The Foundation for the Development of Culture and Art of Uzbekistan organized an event to be held in Venice from 24 to 31 August. The event will feature a series of lectures, round tables and an open film screening.

Recall that the first visitors to the National Pavilion of Uzbekistan opened its doors on May 22 at the 17th International Architecture Biennale in Venice. Uzbekistan debuted with the project "Mahalla: Urban and Provincial Life". The pavilion's commissioner was the Foundation for the Development of Culture and Arts under the Ministry of Culture. The aim of the project was to strengthen the national presence in the global cultural space.

The main idea of ​​the project is to understand and document the cultural heritage of the mahalla, which was built in cooperation with cultural specialists of Uzbekistan and international architects. The project carries the cultural and architectural tradition of Uzbekistan.

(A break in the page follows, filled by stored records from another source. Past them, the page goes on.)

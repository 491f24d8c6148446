//! 只读查询的重试
//!
//! 归因查询和统计查询都是幂等读，遇到暂时性故障可以原样再跑一次：
//! 拿不到连接、连接中断、锁冲突。SQL 错误、约束冲突、记录不存在
//! 第一次就返回。写路径不经过这里，入库失败直接上抛。

use std::future::Future;
use std::time::Duration;

use sea_orm::DbErr;
use sea_orm::error::RuntimeErr;
use tokio::time::sleep;
use tracing::{debug, warn};

use crate::config::DatabaseConfig;

/// SQLite BUSY / LOCKED，MySQL 死锁 / 锁等待超时，PostgreSQL 序列化失败 / 死锁
const LOCK_CONFLICT_CODES: &[&str] = &["5", "6", "1213", "1205", "40001", "40P01"];

const LOCK_CONFLICT_MESSAGES: &[&str] = &[
    "database is locked",
    "database table is locked",
    "deadlock",
    "lock wait timeout",
    "could not serialize",
];

/// 该错误换个时机重跑是否可能成功
pub fn is_transient(err: &DbErr) -> bool {
    match err {
        DbErr::ConnectionAcquire(_) | DbErr::Conn(_) => true,
        DbErr::Query(inner) | DbErr::Exec(inner) => is_lock_conflict(inner),
        _ => false,
    }
}

fn is_lock_conflict(err: &RuntimeErr) -> bool {
    let message = match err {
        RuntimeErr::SqlxError(e) => {
            let by_code = e
                .as_database_error()
                .and_then(|db| db.code())
                .is_some_and(|code| LOCK_CONFLICT_CODES.contains(&code.as_ref()));
            if by_code {
                return true;
            }
            e.to_string()
        }
        RuntimeErr::Internal(msg) => msg.clone(),
        #[allow(unreachable_patterns)]
        _ => return false,
    };

    let message = message.to_lowercase();
    LOCK_CONFLICT_MESSAGES.iter().any(|m| message.contains(m))
}

#[derive(Debug, Clone, Copy, PartialEq, Eq)]
pub struct RetryConfig {
    /// 首次失败后最多再试几次
    pub retries: u32,
    pub base_delay: Duration,
    pub max_delay: Duration,
}

impl RetryConfig {
    pub fn from_database_config(config: &DatabaseConfig) -> Self {
        Self {
            retries: config.retry_count,
            base_delay: Duration::from_millis(config.retry_base_delay_ms),
            max_delay: Duration::from_millis(config.retry_max_delay_ms),
        }
    }

    /// 第 n 次重试前等待 base × 2^(n-1)，不超过 max_delay，
    /// 实际值在 [上限/2, 上限] 内随机，避免并发读同时醒来
    fn delay_before(&self, retry: u32) -> Duration {
        let exponent = retry.saturating_sub(1).min(20);
        let ceiling = self
            .base_delay
            .saturating_mul(1 << exponent)
            .min(self.max_delay)
            .as_millis() as u64;
        Duration::from_millis(rand::random_range(ceiling / 2..=ceiling))
    }
}

/// 执行 `query`，暂时性错误按 `config` 退避重试
pub async fn with_retry<T, F, Fut>(what: &str, config: RetryConfig, mut query: F) -> Result<T, DbErr>
where
    F: FnMut() -> Fut,
    Fut: Future<Output = Result<T, DbErr>>,
{
    let mut retry = 0;
    loop {
        let err = match query().await {
            Ok(value) => {
                if retry > 0 {
                    debug!("{} recovered after {} retries", what, retry);
                }
                return Ok(value);
            }
            Err(err) => err,
        };

        if retry >= config.retries || !is_transient(&err) {
            return Err(err);
        }

        retry += 1;
        let delay = config.delay_before(retry);
        warn!(
            "{} hit a transient error, retry {}/{} in {:?}: {}",
            what, retry, config.retries, delay, err
        );
        sleep(delay).await;
    }
}

#[cfg(test)]
mod tests {
    use super::*;
    use std::sync::atomic::{AtomicU32, Ordering};

    use chrono::Utc;
    use migration::entities::campaign;
    use sea_orm::sqlx::SqlitePool;
    use sea_orm::sqlx::sqlite::SqliteConnectOptions;
    use sea_orm::{
        ActiveModelTrait, ConnectionTrait, DbBackend, EntityTrait, Set, SqlxSqliteConnector,
        TransactionTrait,
    };
    use tempfile::TempDir;

    fn quick(retries: u32) -> RetryConfig {
        RetryConfig {
            retries,
            base_delay: Duration::from_millis(2),
            max_delay: Duration::from_millis(10),
        }
    }

    fn new_campaign(id: i64) -> campaign::ActiveModel {
        campaign::ActiveModel {
            id: Set(id),
            advertiser_id: Set(1),
            name: Set(format!("Campaign {}", id)),
            status: Set("active".to_string()),
            budget: Set(0.0),
            start_date: Set(None),
            end_date: Set(None),
            created_at: Set(Utc::now()),
        }
    }

    #[test]
    fn test_transient_classification() {
        let internal = |msg: &str| RuntimeErr::Internal(msg.to_string());

        assert!(is_transient(&DbErr::ConnectionAcquire(
            sea_orm::error::ConnAcquireErr::Timeout
        )));
        assert!(is_transient(&DbErr::Conn(internal("connection reset"))));
        assert!(is_transient(&DbErr::Query(internal("database is locked"))));
        assert!(is_transient(&DbErr::Exec(internal(
            "Deadlock found when trying to get lock"
        ))));

        // 发码器自己处理唯一冲突
        assert!(!is_transient(&DbErr::Exec(internal(
            "UNIQUE constraint failed: coupons.code"
        ))));
        assert!(!is_transient(&DbErr::Query(internal("no such column: foo"))));
        assert!(!is_transient(&DbErr::RecordNotFound("gone".to_string())));
    }

    #[test]
    fn test_delay_doubles_and_caps() {
        let config = RetryConfig {
            retries: 5,
            base_delay: Duration::from_millis(100),
            max_delay: Duration::from_millis(300),
        };
        let within = |d: Duration, lo: u64, hi: u64| {
            (lo..=hi).contains(&(d.as_millis() as u64))
        };
        assert!(within(config.delay_before(1), 50, 100));
        assert!(within(config.delay_before(2), 100, 200));
        assert!(within(config.delay_before(3), 150, 300));
        assert!(within(config.delay_before(30), 150, 300));
    }

    #[test]
    fn test_config_from_database_section() {
        let config = RetryConfig::from_database_config(&DatabaseConfig::default());
        assert_eq!(config.retries, 3);
        assert_eq!(config.base_delay, Duration::from_millis(100));
        assert_eq!(config.max_delay, Duration::from_millis(2000));
    }

    #[tokio::test]
    async fn test_gives_up_after_configured_retries() {
        let calls = AtomicU32::new(0);

        let result: Result<(), DbErr> = with_retry("acquire", quick(2), || {
            calls.fetch_add(1, Ordering::SeqCst);
            async {
                Err(DbErr::ConnectionAcquire(
                    sea_orm::error::ConnAcquireErr::Timeout,
                ))
            }
        })
        .await;

        assert!(matches!(result, Err(DbErr::ConnectionAcquire(_))));
        assert_eq!(calls.load(Ordering::SeqCst), 3);
    }

    #[tokio::test]
    async fn test_sql_error_is_returned_without_retry() {
        let db = sea_orm::Database::connect("sqlite::memory:").await.unwrap();
        let calls = AtomicU32::new(0);

        let result = with_retry("missing table", quick(3), || {
            calls.fetch_add(1, Ordering::SeqCst);
            // 内存库未迁移，表不存在
            campaign::Entity::find().all(&db)
        })
        .await;

        assert!(result.is_err());
        assert_eq!(calls.load(Ordering::SeqCst), 1);
    }

    #[tokio::test]
    async fn test_retries_through_sqlite_write_lock() {
        let td = TempDir::new().unwrap();
        let url = format!("sqlite://{}", td.path().join("locked.db").display());
        let holder = super::super::connection::open(&url, "sqlite", &DatabaseConfig::default())
            .await
            .unwrap();

        // 第二个连接池不等锁，遇到 BUSY 立即报错
        let options: SqliteConnectOptions = url.parse().unwrap();
        let pool = SqlitePool::connect_with(options.busy_timeout(Duration::ZERO))
            .await
            .unwrap();
        let contender = SqlxSqliteConnector::from_sqlx_sqlite_pool(pool);
        assert_eq!(contender.get_database_backend(), DbBackend::Sqlite);

        let txn = holder.begin().await.unwrap();
        new_campaign(1).insert(&txn).await.unwrap();
        let release = tokio::spawn(async move {
            sleep(Duration::from_millis(20)).await;
            txn.commit().await.unwrap();
        });

        let config = RetryConfig {
            retries: 3,
            base_delay: Duration::from_millis(200),
            max_delay: Duration::from_millis(1000),
        };
        let calls = AtomicU32::new(0);
        let inserted = with_retry("insert under lock", config, || {
            calls.fetch_add(1, Ordering::SeqCst);
            new_campaign(2).insert(&contender)
        })
        .await
        .unwrap();
        release.await.unwrap();

        assert_eq!(inserted.id, 2);
        assert_eq!(calls.load(Ordering::SeqCst), 2);
        let rows = campaign::Entity::find().all(&holder).await.unwrap();
        assert_eq!(rows.len(), 2);
    }
}
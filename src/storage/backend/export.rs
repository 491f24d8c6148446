//! 客户事件导出：按 (occurred_at, id) 降序的游标分页流

use std::pin::Pin;

use chrono::{DateTime, Utc};
use futures_util::stream::{self, Stream};
use sea_orm::{ColumnTrait, Condition, EntityTrait, QueryFilter, QueryOrder, QuerySelect};
use tracing::debug;

use super::converters::model_to_customer_event;
use super::{SeaOrmStorage, StatsScope, retry};
use crate::errors::{AttributorError, Result};
use crate::storage::models::CustomerEvent;

use migration::entities::customer_event;

/// 导出批次流
pub type EventBatchStream =
    Pin<Box<dyn Stream<Item = std::result::Result<Vec<CustomerEvent>, AttributorError>> + Send>>;

/// 游标：上一批最后一行的 (occurred_at, id)
type Cursor = (DateTime<Utc>, i64);

impl SeaOrmStorage {
    /// 获取一页事件（最新在前）
    pub async fn fetch_events_page(
        &self,
        scope: &StatsScope,
        cursor: Option<Cursor>,
        batch_size: u64,
    ) -> Result<Vec<CustomerEvent>> {
        let db = &self.db;

        let mut condition = Condition::all();
        if let Some(advertiser_id) = scope.advertiser_id {
            condition = condition.add(customer_event::Column::AdvertiserId.eq(advertiser_id));
        }
        if let Some(campaign_id) = scope.campaign_id {
            condition = condition.add(customer_event::Column::CampaignId.eq(campaign_id));
        }
        if let Some(influencer_id) = scope.influencer_id {
            condition = condition.add(customer_event::Column::InfluencerId.eq(influencer_id));
        }
        if let Some(from) = scope.from {
            condition = condition.add(customer_event::Column::OccurredAt.gte(from));
        }
        if let Some(to) = scope.to {
            condition = condition.add(customer_event::Column::OccurredAt.lte(to));
        }
        if let Some((last_at, last_id)) = cursor {
            condition = condition.add(
                Condition::any()
                    .add(customer_event::Column::OccurredAt.lt(last_at))
                    .add(
                        Condition::all()
                            .add(customer_event::Column::OccurredAt.eq(last_at))
                            .add(customer_event::Column::Id.lt(last_id)),
                    ),
            );
        }

        let models = retry::with_retry("fetch_events_page", self.retry_config, || async {
            customer_event::Entity::find()
                .filter(condition.clone())
                .order_by_desc(customer_event::Column::OccurredAt)
                .order_by_desc(customer_event::Column::Id)
                .limit(batch_size)
                .all(db)
                .await
        })
        .await
        .map_err(|e| AttributorError::stats_query_failed(format!("Export page query failed: {}", e)))?;

        Ok(models.into_iter().map(model_to_customer_event).collect())
    }

    /// 游标分页流：每次 poll 拉取一页，流被丢弃后不再发起查询
    pub fn stream_events_desc(&self, scope: StatsScope, batch_size: u64) -> EventBatchStream {
        let storage = self.clone();
        let batch_size = batch_size.max(1);

        Box::pin(stream::unfold(
            (storage, scope, None::<Cursor>, false),
            move |(storage, scope, cursor, done)| async move {
                if done {
                    return None;
                }

                match storage.fetch_events_page(&scope, cursor, batch_size).await {
                    Ok(batch) if batch.is_empty() => None,
                    Ok(batch) => {
                        let next_cursor = batch.last().map(|e| (e.occurred_at, e.id));
                        let exhausted = (batch.len() as u64) < batch_size;
                        debug!(
                            "Export page fetched: {} events (last page: {})",
                            batch.len(),
                            exhausted
                        );
                        Some((Ok(batch), (storage, scope, next_cursor, exhausted)))
                    }
                    // 出错后结束流
                    Err(e) => Some((Err(e), (storage, scope, cursor, true))),
                }
            },
        ))
    }
}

Based on the collected data and with the involved foreign experts, the organizers will conduct a series of Mahalla Stories events.
Mahalla Stories is a series of educational and cultural events developed by the Foundation at the 17th International Architecture Exhibition La Biennale di Venice. Guest lecturers will also act as speakers.

On August 24, the program will be opened by the ensemble of Uzbek traditional music "Shodiona" in the pavilion. The ensemble will be accompanied by the maqomist Khushnud Solidzhonov.

An important event will be the Collective Day of Curators, which is planned to be held in conjunction with the Israeli and Polish pavilions on 28 August with a cast of international experts to discuss topics such as: countryside, agriculture, food production and different lifestyles.

The pavilion of Uzbekistan invites three of the most interesting musicians and sound technicians from Italy, Enrico Malatesta, Giovanni Lamy and Glauco Salvo. Also, there will be an open screening of the film "Mahallada duv-duv gap" in the Teatrino Palazzo Grassi cinema of an old palazzo in Venice and a conversation with Chloe Dryyu, historian, researcher at the National Center for Research (CNRS) / CETOBAC and Saodat Ismailova, artist and filmmaker.